古事記に残された大陸回帰の指令

4、『大陸を侵略せよ!』

 第十四代仲哀天皇の段で、仲哀天皇が、神のお告げを請い求めると、その神は『西の方に国があり、金銀をはじめとして、目もくらむような種々の珍しい宝物がたくさんその国にはある。私は今、その国を帰服させようと思う』と答えています。
 つまり、その神は、大陸を征服せよと天皇に指示を与えています。
 仲哀天皇は、西の方を見ても何も見えないので、『国土は見えず、ただ大きな海があるだけです』と答え、その神の言うことに不信を持ち、知らん顔をして琴を弾いていました。するとその神は、『およそこの天下は、お前の統治すべき国ではない』と怒ってしまいます。それでも、仲哀天皇は無視して琴を弾いていましたが、そのまま絶命してしまいます。まるで、神の言うことに従わない者は、たとえ天皇であっても許されないということを意味しているようです。
 そして、次にその皇后が、また神にお告げを請います。その神は、『この国は、皇后の胎内にいる御子が統治する国だ』と言い、さらにその御子は『男子である』とまで答えます。そこで、その皇后は『今こうして教えをさとす大神は、いずれの神であるのか、その名前を知りたいと思います』と聞きます。すると、『これは天照大神の御意思である』と答えたとあります。
 つまり、天照大神の意思は絶対だと言っています。
 これは、どういうことを意味しているのでしょう。
 天皇は、一般庶民に対しては絶対的な権力者であり、明治憲法下では、神聖にして侵すべからずと、強権でもってその支配力を行使していました。ところが、記紀にあっては、天皇よりも天照大神の方がさらに絶対的な支配力を持っていたということになります。天照大神の意思であるとすれば、天皇であっても従わざるを得ないということのようです。
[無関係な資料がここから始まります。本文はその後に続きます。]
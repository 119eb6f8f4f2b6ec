use crate::config::{ConfigSection, GenerationMode, GeneratorConfig};
use crate::engines::generation::program::Program;
use crate::error::{EvotreeError, Result};
use crate::functions::Function;
use crate::types::Node;
use rand::seq::SliceRandom;
use rand::Rng;

/// Builds random, structurally valid programs from a closed function set.
#[derive(Clone)]
pub struct TreeGenerator {
    functions: Vec<Function>,
    config: GeneratorConfig,
}

impl TreeGenerator {
    pub fn new(functions: Vec<Function>, config: GeneratorConfig) -> Result<Self> {
        config
            .validate()
            .map_err(|e| EvotreeError::Generation(e.to_string()))?;
        if functions.is_empty() {
            return Err(EvotreeError::Generation(
                "function set must not be empty".to_string(),
            ));
        }
        if let Some(nullary) = functions.iter().find(|f| f.arity() == 0) {
            return Err(EvotreeError::Generation(format!(
                "function '{}' has arity 0; functions need at least one argument",
                nullary.alias()
            )));
        }
        Ok(Self { functions, config })
    }

    pub fn functions(&self) -> &[Function] {
        &self.functions
    }

    pub fn config(&self) -> &GeneratorConfig {
        &self.config
    }

    /// Generate a program using the configured mode.
    pub fn generate<R: Rng>(&self, rng: &mut R) -> Program {
        self.generate_with_mode(self.config.mode, rng)
    }

    /// Generate a program whose root is always a function.
    pub fn generate_with_mode<R: Rng>(&self, mode: GenerationMode, rng: &mut R) -> Program {
        match mode {
            GenerationMode::Grow => self.build(GenerationMode::Grow, rng),
            GenerationMode::Full => self.build(GenerationMode::Full, rng),
            GenerationMode::RampedHalfAndHalf => {
                if rng.gen_bool(0.5) {
                    self.build(GenerationMode::Grow, rng)
                } else {
                    self.build(GenerationMode::Full, rng)
                }
            }
        }
    }

    pub fn random_function<R: Rng>(&self, rng: &mut R) -> Function {
        // The function set is non-empty by construction.
        self.functions[rng.gen_range(0..self.functions.len())].clone()
    }

    /// Draw a terminal: a constant with probability `1 / (num_features + 1)`,
    /// otherwise a uniformly chosen input.
    pub fn random_terminal<R: Rng>(&self, rng: &mut R) -> Node {
        let num_features = self.config.num_features;
        let idx = rng.gen_range(0..=num_features);
        if idx == num_features {
            let value = self.config.constants.choose(rng).copied().unwrap_or(0.0);
            Node::Constant(value)
        } else {
            Node::Input(idx)
        }
    }

    pub fn functions_with_arity(&self, arity: usize) -> impl Iterator<Item = &Function> {
        self.functions.iter().filter(move |f| f.arity() == arity)
    }

    /// Grow draws once from the combined alphabet of every function, every input
    /// and a single constant slot.
    fn wants_function<R: Rng>(&self, mode: GenerationMode, rng: &mut R) -> bool {
        match mode {
            GenerationMode::Full => true,
            _ => {
                let alphabet = self.functions.len() + self.config.num_features + 1;
                rng.gen_range(0..alphabet) < self.functions.len()
            }
        }
    }

    fn build<R: Rng>(&self, mode: GenerationMode, rng: &mut R) -> Program {
        let root = self.random_function(rng);

        // Terminal slots still to fill at each open depth level.
        let mut slots = vec![root.arity()];
        let mut nodes = vec![Node::Function(root)];

        while !slots.is_empty() {
            let depth = slots.len();
            if depth < self.config.max_depth && self.wants_function(mode, rng) {
                let function = self.random_function(rng);
                slots.push(function.arity());
                nodes.push(Node::Function(function));
                continue;
            }

            nodes.push(self.random_terminal(rng));
            while let Some(remaining) = slots.last_mut() {
                *remaining -= 1;
                if *remaining > 0 {
                    break;
                }
                slots.pop();
            }
        }

        debug_assert!(super::program::is_valid(&nodes));
        Program::new(nodes)
    }
}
つまり、絶対的な権力者であったかと思われる天皇の背後には、さらに強力な支配者がいたことを意味します。
 すなわち、唐・藤原氏こそが、天皇の背後にあって実質的な支配者だったということになります。その『天照大神』は、同時に『武則天』をも意味しています。『私は今、その国を帰服させようと思う』といったような征服欲は、武則天の意思だともとれます。
 また、武甕槌命が稲佐浜で剣を突き立てて『天照大神は自分の子どもにこの国を治めさせようと言われているがお前の気持ちはどうだ』と『国譲り』を迫っていますが、この天照大神の意思も武則天の意思だとも言えます。
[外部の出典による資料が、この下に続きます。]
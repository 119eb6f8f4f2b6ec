//! Tree-based genetic programming for symbolic regression.
//!
//! Programs are flat prefix-order node sequences evolved by a steady-state loop
//! with tournament selection, crossover and three flavours of mutation.

pub mod config;
pub mod data;
pub mod engines;
pub mod error;
pub mod functions;
pub mod types;
pub mod utils;

pub use config::{AppConfig, ConfigManager, EvolutionConfig, GenerationMode, GeneratorConfig};
pub use engines::evaluation::{execute, execute_cases};
pub use engines::generation::{
    parse_sexpr, EngineState, EvolutionEngine, LoggingProgressCallback, Program,
    ProgressCallback, TrainingReport, TreeGenerator,
};
pub use engines::metrics::{Metric, MetricKind};
pub use error::{EvotreeError, Result};
pub use functions::{Function, FunctionRegistry, Primitive};
pub use types::{Case, Cases, Feature, Node, Outputs};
 つまり、この列島の藤原氏の勢力にしてみれば、天照大神、すなわち、武則天の意思は絶対だということを意味しているようです。そして、『本当に西方の国を求めようと思うならば、天神や地神などあらゆる神を奉り、様々の捧げ物を大海に散らし浮かべながら渡って行くが良い』と、天照大神の大号令が発せられます。それに従い、皇后が海を渡っていくと、船は波のまにまに進み、追い風も盛んに吹き、波に乗って船は一気に新羅国の半ばにまで達したとあります。
 このように、天照大神により大陸侵略への指令が出され、皇后はそれに従って侵略に向かっています。
 この神功皇后も、皇后武則天とだぶります。武則天自身、朝鮮半島を征服していますし、武則天が帝位に就いていた時、六九七年には『神功』という年号を付けています。
 また、ここでは、大陸侵略に消極的な天皇は消されるかもしれないという、藤原氏からの『脅し』とも言えるほどの強烈な大陸侵略へのメッセージが残されています。恐ろしい事に、現実の歴史上にあっても、秀吉の時代、あるいは明治以後第二次大戦中まで、実際に大陸を侵略しています。
 その背景に、この記紀で述べているようなことがあるとしたら、かなり危険なことです。というのは、天照大神の大陸を征服したいという意思、あるいは仲哀天皇や皇后に大陸を侵略せよと出した指令が、その後撤回されたような話は出てきません。
 その意思や指令が、藤原氏の大陸回帰への宿願を意味しているとしたら、大唐帝国再興という、彼等の大陸侵略への策動は、天皇制が続く限り途絶えることはないということにもなります。
 また、その『天照大神』は、全国の神社の頂点に立つ伊勢神宮で奉られています。
 つまり、『天照大神』は、わが国の最強の神と位置づけられています。
 それは、同時に、『武則天』こそが、この列島の皇祖神だということをも意味しています。
 1960年代後半以降、現職総理大臣が毎年年始に参拝しています。
 庶民の『初詣』とは、訳が違います。政教分離を厳格に定める憲法と相容れないその行為が、はたして何を意味しているのでしょうか。
 そこにおいて、この国の最高権力者が、唐・藤原氏と大陸侵略への号令を発している天照大神、つまり『武則天』への忠誠を誓っているとしたら、この列島の将来にとって極めて危険な動きだと言わざるを得ません。